▶ **TO DO**
Each line from the start of the data below through the one containing "an active node" must be reproduced exactly.

═════ SOURCE DATA

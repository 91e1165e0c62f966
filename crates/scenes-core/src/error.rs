//! Error types for the scene graph
//!
//! Structural errors are programming mistakes in how a tree was assembled
//! (no layout above a node, rendering outside a router). Recoverable errors
//! carry data problems that a host can surface and retry.

use crate::object::SceneKey;

/// Main scene graph error type
#[derive(Debug, Clone, PartialEq, Eq, thiserror::Error)]
pub enum SceneError {
    /// No ancestor exposes the layout capability
    #[error("No layout found in scene tree (searched from {key})")]
    NoLayout {
        /// Node the search started from
        key: SceneKey,
    },

    /// Operation requires an active node
    #[error("scene object {key} is not active")]
    NotActive {
        /// Offending node
        key: SceneKey,
    },

    /// Node was rendered by a router-aware host without a router
    #[error("Invariant failed: You should not use <Switch> outside a <Router>")]
    OutsideRouter,

    /// A time range expression could not be parsed
    #[error("invalid time expression '{expr}'")]
    InvalidTimeExpression {
        /// Raw expression
        expr: String,
    },

    /// A variable could not resolve its options
    #[error("variable '{name}' failed to update: {reason}")]
    VariableUpdate {
        /// Variable name
        name: String,
        /// Failure description
        reason: String,
    },

    /// A resolution was superseded or torn down before it finished
    #[error("operation cancelled")]
    Cancelled,

    /// State is inconsistent with the requested operation
    #[error("invalid state: {0}")]
    InvalidState(String),
}

impl SceneError {
    /// Check if the error stems from how the tree was assembled
    #[inline]
    #[must_use]
    pub fn is_structural(&self) -> bool {
        matches!(self, Self::NoLayout { .. } | Self::OutsideRouter)
    }

    /// Check if a host can retry or surface the error without rebuilding the tree
    #[inline]
    #[must_use]
    pub fn is_recoverable(&self) -> bool {
        matches!(
            self,
            Self::VariableUpdate { .. } | Self::InvalidTimeExpression { .. }
        )
    }
}

/// Result alias for scene graph operations
pub type SceneResult<T> = Result<T, SceneError>;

══════════

▶ **TASK ANSWER**
repository 91e1165e0c62f966
filename crates/scenes-core/src/error.rs
//! Error types for the scene graph
//!
//! Structural errors are programming mistakes in how a tree was assembled
//! (no layout above a node, rendering outside a router). Recoverable errors
//! carry data problems that a host can surface and retry.

use crate::object::SceneKey;

/// Main scene graph error type
#[derive(Debug, Clone, PartialEq, Eq, thiserror::Error)]
pub enum SceneError {
    /// No ancestor exposes the layout capability
    #[error("No layout found in scene tree (searched from {key})")]
    NoLayout {
        /// Node the search started from
        key: SceneKey,
    },

    /// Operation requires an active node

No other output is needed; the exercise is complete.